Sunday, 9 June 2013

Boomers put super squeeze on first home buyers



Wealthy baby boomers are snapping up apartments across Sydney to bolster their self-managed super funds, helping to dash the hopes of frustrated first home buyers.
Agents estimate super fund buyers have doubled since last year - some snapping up whole apartment blocks - as the numbers of first-timers in the market drop to a trickle.
Freelance writer and TV producer Tom Whitty has had a gutful. ''I'm saddened that both my girlfriend and I will have no choice but to work well into our 30s so we can squirrel together a deposit for that two-bedroom dive that she's so sure is just around the corner,'' he said in a familiar tale on smh.com.au.
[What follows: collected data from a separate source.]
mod account;
pub use account::{Account, AccountSource};

mod error;
pub use error::{InvalidKeyError, SigningError, VerifyError};

use crate::{
    bundle::bundle_digest, BundleSignature, CompactSignature, CompressedPublicKey,
    SentinelBundle, SignedBundle,
};
use alloy::primitives::B256;
use k256::ecdsa::{signature::hazmat::PrehashSigner, Signature, SigningKey, VerifyingKey};
use tracing::{debug, instrument, warn};

/// Length of a raw secp256k1 private key.
pub const PRIVATE_KEY_LEN: usize = 32;

/// Signs bundles with a secp256k1 key.
///
/// The key is resolved once, either from raw private key bytes or from an
/// [`AccountSource`], after which signing is pure computation. The signer
/// holds no other state and may be shared across tasks.
///
/// Signatures are computed over the SHA-256 digest of the bundle's canonical
/// encoding, with RFC 6979 nonces and `s` normalized to the lower half of
/// the curve order.
#[derive(Clone)]
pub struct BundleSigner {
    key: SigningKey,
    pub_key: CompressedPublicKey,
}

impl core::fmt::Debug for BundleSigner {
    fn fmt(&self, f: &mut core::fmt::Formatter<'_>) -> core::fmt::Result {
        f.debug_struct("BundleSigner").field("pub_key", &self.pub_key).finish_non_exhaustive()
    }
}

impl From<SigningKey> for BundleSigner {
    fn from(key: SigningKey) -> Self {
        Self::from_signing_key(key)
    }
}

impl BundleSigner {
    /// Create a signer from a k256 signing key.
    pub fn from_signing_key(key: SigningKey) -> Self {
        let pub_key = CompressedPublicKey::from_verifying_key(key.verifying_key());
        Self { key, pub_key }
    }

    /// Create a signer from a raw 32-byte private key.
    ///
    /// Fails if the key is the wrong length, zero, or not less than the
    /// curve order.
    pub fn from_private_key(bytes: &[u8]) -> Result<Self, SigningError> {
        if bytes.len() != PRIVATE_KEY_LEN {
            return Err(
                InvalidKeyError::Length { expected: PRIVATE_KEY_LEN, actual: bytes.len() }.into()
            );
        }
        SigningKey::from_slice(bytes)
            .map(Self::from_signing_key)
            .map_err(|_| InvalidKeyError::OutOfRange.into())
    }

    /// Create a signer from an account record, checking that the account's
    /// public key (if any) belongs to its private key.
    pub fn from_account(account: &Account) -> Result<Self, SigningError> {
        let signer = Self::from_private_key(account.private_key().as_slice())?;

        if !account.public_key().is_empty() {
            let claimed = VerifyingKey::from_sec1_bytes(account.public_key())
                .map_err(|_| InvalidKeyError::PublicKey)?;
            if &claimed != signer.key.verifying_key() {
                return Err(InvalidKeyError::PublicKeyMismatch.into());
            }
        }

        Ok(signer)
    }

    /// Resolve a signer by querying an [`AccountSource`] for `address`.
    ///
    /// Fails with [`SigningError::KeyResolution`] if no account matches.
    #[instrument(skip_all, fields(address = %address))]
    pub async fn from_account_source<S>(source: &S, address: &str) -> Result<Self, SigningError>
    where
        S: AccountSource + ?Sized,
    {
        let accounts =
            source.accounts().await.map_err(|err| SigningError::AccountSource(Box::new(err)))?;

        let Some(account) = accounts.iter().find(|account| account.address() == address) else {
            warn!(accounts = accounts.len(), "No account found for signer address");
            return Err(SigningError::key_resolution(address));
        };

        debug!("Resolved bundle signer from account source");
        Self::from_account(account)
    }

    /// The compressed public key of this signer.
    pub const fn pub_key(&self) -> &CompressedPublicKey {
        &self.pub_key
    }

    /// Sign a 32-byte digest, returning a low-s compact signature.
    pub fn sign_digest(&self, digest: &B256) -> Result<CompactSignature, SigningError> {
        let sig: Signature = self.key.sign_prehash(digest.as_slice())?;
        let sig = sig.normalize_s().unwrap_or(sig);
        Ok(CompactSignature::from_signature(&sig))
    }

    /// Sign an ordered list of raw transactions.
    #[instrument(skip_all, fields(txs = txs.len()))]
    pub fn sign<T: AsRef<[u8]>>(&self, txs: &[T]) -> Result<BundleSignature, SigningError> {
        let digest = bundle_digest(txs);
        let signature = self.sign_digest(&digest)?;
        debug!(%digest, "Signed bundle");
        Ok(BundleSignature { pub_key: self.pub_key, signature })
    }

    /// Sign a bundle, producing the payload for transport. Transactions are
    /// base64 encoded in bundle order.
    pub fn sign_bundle(&self, bundle: &SentinelBundle) -> Result<SignedBundle, SigningError> {
        let signature = self.sign(bundle.txs())?;
        Ok(SignedBundle::new(bundle.to_base64_txs(), signature))
    }

    /// Sign base64 encoded transactions. The strings are carried into the
    /// [`SignedBundle`] exactly as given.
    pub fn sign_base64<S: AsRef<str>>(&self, txs: &[S]) -> Result<SignedBundle, SigningError> {
        let bundle = SentinelBundle::from_base64(txs)?;
        let signature = self.sign(bundle.txs())?;
        Ok(SignedBundle::new(txs.iter().map(|tx| tx.as_ref().to_owned()).collect(), signature))
    }
}

/// Sign a bundle with a raw 32-byte private key.
pub fn sign_bundle_with_key(
    bundle: &SentinelBundle,
    private_key: &[u8],
) -> Result<SignedBundle, SigningError> {
    BundleSigner::from_private_key(private_key)?.sign_bundle(bundle)
}

/// Sign a bundle with the account matching `address` in `source`.
pub async fn sign_bundle_with_account<S>(
    bundle: &SentinelBundle,
    source: &S,
    address: &str,
) -> Result<SignedBundle, SigningError>
where
    S: AccountSource + ?Sized,
{
    BundleSigner::from_account_source(source, address).await?.sign_bundle(bundle)
}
Advertisements along  with being tired of real estate ''sharks'' and ''spruikers'' and ''snake oil salesmen'', he lamented the tax breaks for investors that would ''inevitably lead to a backlash on election day'' if they were removed. His story drew 862 comments.
Rocco Pirrello knows exactly how he feels.
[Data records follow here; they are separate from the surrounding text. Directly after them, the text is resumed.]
use crate::CompressedPublicKey;
use alloy::{
    primitives::{Bytes, B256},
    signers::local::PrivateKeySigner,
};
use core::{convert::Infallible, future::Future};
use k256::ecdsa::SigningKey;

/// Key material for one account held by an [`AccountSource`].
///
/// The private key is never printed by the [`Debug`] implementation.
#[derive(Clone, PartialEq, Eq)]
pub struct Account {
    /// Address the account is looked up by.
    address: String,
    /// Raw private scalar.
    private_key: B256,
    /// SEC1 public key, compressed or not. Empty if the source does not
    /// report one.
    public_key: Bytes,
}

impl core::fmt::Debug for Account {
    fn fmt(&self, f: &mut core::fmt::Formatter<'_>) -> core::fmt::Result {
        f.debug_struct("Account")
            .field("address", &self.address)
            .field("public_key", &self.public_key)
            .finish_non_exhaustive()
    }
}

impl Account {
    /// Create a new account record.
    pub fn new(
        address: impl Into<String>,
        private_key: B256,
        public_key: impl Into<Bytes>,
    ) -> Self {
        Self { address: address.into(), private_key, public_key: public_key.into() }
    }

    /// Create an account record from a signing key. The public key is stored
    /// in compressed form.
    pub fn from_signing_key(address: impl Into<String>, key: &SigningKey) -> Self {
        let public_key = CompressedPublicKey::from_verifying_key(key.verifying_key());
        Self::new(
            address,
            B256::from_slice(&key.to_bytes()),
            Bytes::copy_from_slice(public_key.as_bytes()),
        )
    }

    /// The account address.
    pub fn address(&self) -> &str {
        &self.address
    }

    /// The SEC1 public key reported by the source.
    pub const fn public_key(&self) -> &Bytes {
        &self.public_key
    }

    pub(crate) const fn private_key(&self) -> &B256 {
        &self.private_key
    }
}

/// A source of signing accounts, queried by address when a bundle is signed
/// with an external signer.
///
/// Implementors may hit the network or disk. The query is made once per
/// signing call and is never retried.
pub trait AccountSource {
    /// The error type returned when the accounts cannot be listed.
    type Error: core::error::Error + Send + Sync + 'static;

    /// List every account the source holds.
    fn accounts(&self) -> impl Future<Output = Result<Vec<Account>, Self::Error>> + Send;
}

impl AccountSource for Vec<Account> {
    type Error = Infallible;

    async fn accounts(&self) -> Result<Vec<Account>, Self::Error> {
        Ok(self.clone())
    }
}

impl AccountSource for Account {
    type Error = Infallible;

    async fn accounts(&self) -> Result<Vec<Account>, Self::Error> {
        Ok(vec![self.clone()])
    }
}

/// A local signer holds a single account, addressed by its checksummed EVM
/// address.
impl AccountSource for PrivateKeySigner {
    type Error = Infallible;

    async fn accounts(&self) -> Result<Vec<Account>, Self::Error> {
        Ok(vec![Account::from_signing_key(self.address().to_checksum(None), self.credential())])
    }
}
The 23-year-old, who lives with his parents on the lower north shore and works in marketing for an insurance brokerage, has been looking for six months and is fed up with apartments selling for far more than agents say they will. ''The price guides are definitely underquoted in almost every case,'' he says.
The O'Farrell government's lure of $15,000 to buy a new property doesn't wash with him either.
''They're still too expensive,'' he says. ''I've gone to a few of the display apartments, but you need to fork out another hundred grand for basically the same thing but new.
''And it seems a lot of the people who are there are investors.''
It's a far cry from the first-timer glory days of 2009 when there were government grants of $14,000 - even $21,000 for new properties - plus stamp duty exemptions.
These days first home buyers of established property get nothing.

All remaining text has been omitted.